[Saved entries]
//! Volume metering

use std::sync::atomic::{AtomicBool, AtomicU32, Ordering};
use std::sync::Arc;

use super::block::AudioBlock;

/// Computes the energy level of a block as its root-mean-square.
///
/// RMS is independent of block length for a uniform signal, so levels from
/// differently sized blocks compare directly against one threshold.
#[derive(Debug, Clone, Copy, Default)]
pub struct VolumeMeter;

impl VolumeMeter {
    pub fn level(block: &AudioBlock) -> f32 {
        Self::level_of(block.samples())
    }

    pub fn level_of(samples: &[f32]) -> f32 {
        if samples.is_empty() {
            return 0.0;
        }
        let energy: f64 = samples.iter().map(|&s| (s as f64) * (s as f64)).sum::<f64>()
            / samples.len() as f64;
        energy.sqrt() as f32
    }
}

/// Most recent block level and speech classification, shared lock-free with a UI.
#[derive(Clone, Debug, Default)]
pub struct LiveMeter {
    level_bits: Arc<AtomicU32>,
    speaking: Arc<AtomicBool>,
}

impl LiveMeter {
    pub fn new() -> Self {
        Self::default()
    }

    pub fn publish(&self, level: f32, speaking: bool) {
        self.level_bits.store(level.to_bits(), Ordering::Relaxed);
        self.speaking.store(speaking, Ordering::Relaxed);
    }

    pub fn level(&self) -> f32 {
        f32::from_bits(self.level_bits.load(Ordering::Relaxed))
    }

    /// Whether the last block was classified as speech
    pub fn is_speaking(&self) -> bool {
        self.speaking.load(Ordering::Relaxed)
    }
}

YOUR OBJECTIVE » In the reply, include exactly the lines from the beginning of the entries above through the line holding "so levels from", and nothing besides.

REPLY TO THE EXERCISE »
//! Volume metering

use std::sync::atomic::{AtomicBool, AtomicU32, Ordering};
use std::sync::Arc;

use super::block::AudioBlock;

/// Computes the energy level of a block as its root-mean-square.
///
/// RMS is independent of block length for a uniform signal, so levels from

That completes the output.